- Exercise:
Your answer should be each line of the entries that contains the word "DecodingKey", copied in full.

Listed records Start Marker

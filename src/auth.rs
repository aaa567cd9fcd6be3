//! Bearer-token credential validation.
//!
//! Validation is HS256-only and stateless: the server never issues
//! tokens in the request path, it only checks signatures and expiry
//! against the shared secret loaded at startup. [`issue_token`] exists
//! for local development and test fixtures.

use chrono::{Duration, Utc};
use jsonwebtoken::{DecodingKey, EncodingKey, Header, Validation};
use serde::{Deserialize, Serialize};

use crate::errors::{AppError, Result};

/// Claims carried by an access token.
#[derive(Debug, Clone, Serialize, Deserialize)]
pub struct Claims {
    /// Subject the token was issued to.
    pub sub: String,
    /// Issued-at, unix seconds.
    pub iat: i64,
    /// Expiration, unix seconds.
    pub exp: i64,
}

/// Validates presented credentials into [`Claims`].
pub trait CredentialValidator: Send + Sync {
    /// Validate a raw bearer token.
    ///
    /// # Errors
    ///
    /// Returns [`AppError::Unauthorized`] when the token is malformed,
    /// carries a bad signature, or has expired.
    fn validate(&self, token: &str) -> Result<Claims>;
}

/// HS256 validator backed by a shared secret.
pub struct JwtValidator {
    decoding: DecodingKey,
    validation: Validation,
}

impl JwtValidator {
    /// Build a validator from the shared secret.
    #[must_use]
    pub fn new(secret: &str) -> Self {
        Self {
            decoding: DecodingKey::from_secret(secret.as_bytes()),
            validation: Validation::default(),
        }
    }
}

impl CredentialValidator for JwtValidator {
    fn validate(&self, token: &str) -> Result<Claims> {
        let data = jsonwebtoken::decode::<Claims>(token, &self.decoding, &self.validation)
            .map_err(|_| AppError::Unauthorized("invalid or expired token".to_string()))?;
        Ok(data.claims)
    }
}

/// Extract the token from an `Authorization` header value.
#[must_use]
pub fn bearer_token(header: &str) -> Option<&str> {
    header
        .strip_prefix("Bearer ")
        .or_else(|| header.strip_prefix("bearer "))
        .map(str::trim)
        .filter(|token| !token.is_empty())
}

/// Issue an HS256 token for `sub`, valid for `ttl_seconds`.
///
/// # Errors
///
/// Returns [`AppError::Internal`] if encoding fails.
pub fn issue_token(secret: &str, sub: &str, ttl_seconds: i64) -> Result<String> {
    let now = Utc::now();
    let claims = Claims {
        sub: sub.to_string(),
        iat: now.timestamp(),
        exp: (now + Duration::seconds(ttl_seconds.max(1))).timestamp(),
    };
    jsonwebtoken::encode(
        &Header::default(),
        &claims,
        &EncodingKey::from_secret(secret.as_bytes()),
    )
    .map_err(|e| AppError::Internal(format!("token encoding failed: {e}")))
}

Listed records End Marker

- Solution to the exercise:
use jsonwebtoken::{DecodingKey, EncodingKey, Header, Validation};
    decoding: DecodingKey,
            decoding: DecodingKey::from_secret(secret.as_bytes()),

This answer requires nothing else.